No one here is real.

They’re all so unaware. Not unlike I was, moments before.

The man, with his ten gallon hat, takes the lid of the top, throwing it to the ground. He overturns the brightly adorned cup over his face, spilling the blisteringly hot substance into his mouth, over his face, over his near spotlessly clean business suit, and finally it settles, into his makeshift shoes.

The cup is also slung to the floor, reunited with its lid.

Suddenly. Everything is silent. More so then before. The air around me freezes. Scared to even whisper. The man turns to me. And as his eyes catch mine I feel tears start to fall from them. His hand is out held.

My body stands, although my mind is hardly aware of it, still captivated by the very alive eyes, holding me in place. I feel my hands slipping each shoe of slowly, and place them carefully on the ground. No point in breaking this perfect silence.

He still stares.

Hand still offered.

I swing around fiercely to Pretty Bianca. Grabbing her face and kissing her hard. She is too shocked to struggle, arms hand uselessly at her sides. I feel as though she is going to make a sound, an attempt at protest. I squeeze my hands around her neck, killing any chance of her ruining it.

We are frozen like this. I am not sure the amount of time that passes. It feels like days. I’m sure it was seconds.

Pretty Bianca goes limp, and once my hands free her she falls. Dimpled cheeks make a sickly wet sound on the hardwood.

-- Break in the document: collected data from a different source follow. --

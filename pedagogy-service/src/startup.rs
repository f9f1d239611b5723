//! Application startup and lifecycle management.

use crate::config::{PedagogyConfig, ProviderKind};
use crate::handlers::{analysis, evaluation, export, health, history, objectives, rubric};
use crate::middleware::json_method_not_allowed;
use crate::services::export::Exporter;
use crate::services::generation::GenerationService;
use crate::services::history::{InMemoryWorkHistory, PgWorkHistory, WorkHistoryStore};
use crate::services::metrics::init_metrics;
use crate::services::providers::gemini::{GeminiConfig, GeminiTextProvider};
use crate::services::providers::mock::MockTextProvider;
use crate::services::providers::TextProvider;
use crate::workers::{EvaluationProcessor, EvaluationWorkerPool, JobQueue};
use axum::{
    body::Body,
    http::{header, HeaderName, Method, Request},
    middleware,
    routing::{get, post},
    Router,
};
use service_core::error::AppError;
use service_core::middleware::{make_request_span, request_id_middleware};
use std::net::SocketAddr;
use std::sync::Arc;
use std::time::Duration;
use tokio::net::TcpListener;
use tokio_util::sync::CancellationToken;
use tower_http::cors::{Any, CorsLayer};
use tower_http::trace::TraceLayer;

/// Shared application state.
#[derive(Clone)]
pub struct AppState {
    pub config: PedagogyConfig,
    pub generation: GenerationService,
    pub history: Arc<dyn WorkHistoryStore>,
    pub processor: EvaluationProcessor,
    /// `None` when the worker pool is disabled.
    pub jobs: Option<JobQueue>,
    pub exporter: Exporter,
    pub shutdown: CancellationToken,
}

impl AppState {
    /// Wire the services together and start the evaluation worker pool.
    ///
    /// Must be called from within a Tokio runtime.
    pub fn new(
        config: PedagogyConfig,
        provider: Arc<dyn TextProvider>,
        history: Arc<dyn WorkHistoryStore>,
        exporter: Exporter,
    ) -> Self {
        let shutdown = CancellationToken::new();
        let generation = GenerationService::new(provider);
        let processor = EvaluationProcessor::new(generation.clone(), history.clone());

        let jobs = EvaluationWorkerPool::new(
            config.worker.clone(),
            processor.clone(),
            shutdown.clone(),
        )
        .map(|(pool, queue)| {
            pool.start();
            queue
        });

        Self {
            config,
            generation,
            history,
            processor,
            jobs,
            exporter,
            shutdown,
        }
    }
}

/// API routes with CORS, request ids and request tracing.
///
/// The CORS layer answers every `OPTIONS` request, preflight or not.
pub fn router(state: AppState) -> Router {
    let api = Router::new()
        .route("/analisis-bloom", post(analysis::analyze_bloom))
        .route("/analisis-balance", post(analysis::analyze_balance))
        .route("/elevar-dok3", post(objectives::elevate_to_dok3))
        .route("/generar-rubrica", post(rubric::generate_rubric))
        .route("/generar-preguntas", post(objectives::generate_questions))
        .route("/generar-evaluacion", post(evaluation::submit_evaluation))
        .route("/generar-evaluacion-background", post(evaluation::run_evaluation))
        .route("/evaluacion-status", get(evaluation::evaluation_status))
        .route("/export-docx", post(export::export_docx))
        .route("/export-pdf", post(export::export_pdf))
        .route("/history", get(history::list_history))
        .route("/models", get(history::list_models));

    Router::new()
        .route("/", get(health::index))
        .route("/health", get(health::health_check))
        .route("/ready", get(health::readiness_check))
        .route("/metrics", get(health::metrics_handler))
        .nest("/api", api)
        .with_state(state)
        .layer(middleware::from_fn(json_method_not_allowed))
        .layer(
            TraceLayer::new_for_http()
                .make_span_with(|request: &Request<Body>| make_request_span(request)),
        )
        .layer(middleware::from_fn(request_id_middleware))
        .layer(
            CorsLayer::new()
                .allow_origin(Any)
                .allow_methods([Method::GET, Method::POST, Method::OPTIONS])
                .allow_headers([
                    header::AUTHORIZATION,
                    HeaderName::from_static("x-client-info"),
                    HeaderName::from_static("apikey"),
                    header::CONTENT_TYPE,
                ])
                .max_age(Duration::from_secs(86400)),
        )
}

fn build_provider(config: &PedagogyConfig) -> Result<Arc<dyn TextProvider>, AppError> {
    let provider: Arc<dyn TextProvider> = match config.genai.provider {
        ProviderKind::Gemini => {
            if config.genai.api_key.is_none() {
                tracing::warn!("GEMINI_API_KEY not set; generation requests will fail");
            }
            Arc::new(
                GeminiTextProvider::new(GeminiConfig::from(&config.genai))
                    .map_err(|e| AppError::ConfigError(anyhow::anyhow!(e)))?,
            )
        }
        ProviderKind::Mock => Arc::new(MockTextProvider::new(true)),
    };

    tracing::info!(model = %provider.model(), "Initialized text provider");
    Ok(provider)
}

async fn build_history(config: &PedagogyConfig) -> Result<Arc<dyn WorkHistoryStore>, AppError> {
    match &config.database {
        Some(database) => {
            let store = PgWorkHistory::connect(database).await.map_err(|e| {
                tracing::error!(error = %e, "Failed to connect to PostgreSQL");
                AppError::from(e)
            })?;
            store.run_migrations().await.map_err(|e| {
                tracing::error!(error = %e, "Failed to run database migrations");
                AppError::from(e)
            })?;
            Ok(Arc::new(store))
        }
        None => {
            tracing::warn!("DATABASE_URL not set; using in-memory work history");
            Ok(Arc::new(InMemoryWorkHistory::new()))
        }
    }
}

/// Application container for managing server lifecycle.
pub struct Application {
    port: u16,
    listener: TcpListener,
    state: AppState,
}

impl Application {
    pub async fn build(config: PedagogyConfig) -> Result<Self, AppError> {
        init_metrics();

        let provider = build_provider(&config)?;
        let history = build_history(&config).await?;
        let exporter = Exporter::from_config(&config.export);

        // Port 0 picks a random port for tests.
        let addr = SocketAddr::from(([0, 0, 0, 0], config.common.port));
        let listener = TcpListener::bind(addr).await.map_err(|e| {
            tracing::error!(error = %e, addr = %addr, "Failed to bind HTTP listener");
            AppError::from(e)
        })?;
        let port = listener.local_addr()?.port();

        let state = AppState::new(config, provider, history, exporter);

        tracing::info!(port = port, "Pedagogy service listener bound");

        Ok(Self {
            port,
            listener,
            state,
        })
    }

    pub fn port(&self) -> u16 {
        self.port
    }

    /// Token that stops the HTTP server and the worker pool when cancelled.
    pub fn shutdown_token(&self) -> CancellationToken {
        self.state.shutdown.clone()
    }

    pub async fn run_until_stopped(self) -> std::io::Result<()> {
        let shutdown = self.state.shutdown.clone();
        let app = router(self.state);

        tracing::info!(
            service = "pedagogy-service",
            version = env!("CARGO_PKG_VERSION"),
            port = self.port,
            "Service ready to accept connections"
        );

        axum::serve(self.listener, app)
            .with_graceful_shutdown(shutdown.cancelled_owned())
            .await
    }
}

I grab the hand of the grimy stranger, that I feel I have known my entire life, and perhaps before that.

As we near the door I turn to look back on everything. And nothing all at once.

Costumers stare, slack jawed, as Bianca lays, a quiet mess on the floor.

Off hand I wonder if blood will stain wood floor.

Then I remember how little I care. Imaginary people are of no importance to me.

The stranger turns to me, and I to him. We both burst in uproarious laughter. We exit the poor excuse of a coffee shop, as I lick the cooling latte’ from his burned face.

Just outside a plastic bag whisper flutters in the wind, caught on a crack in the pavement. I snatch it from its current captor, and tie it around my foot, just at the ankle. My plastic sock trembles at the wake of my step. Swish-swishing as we skip down the next three blocks.

Loud-loud laughter trailing us all the way.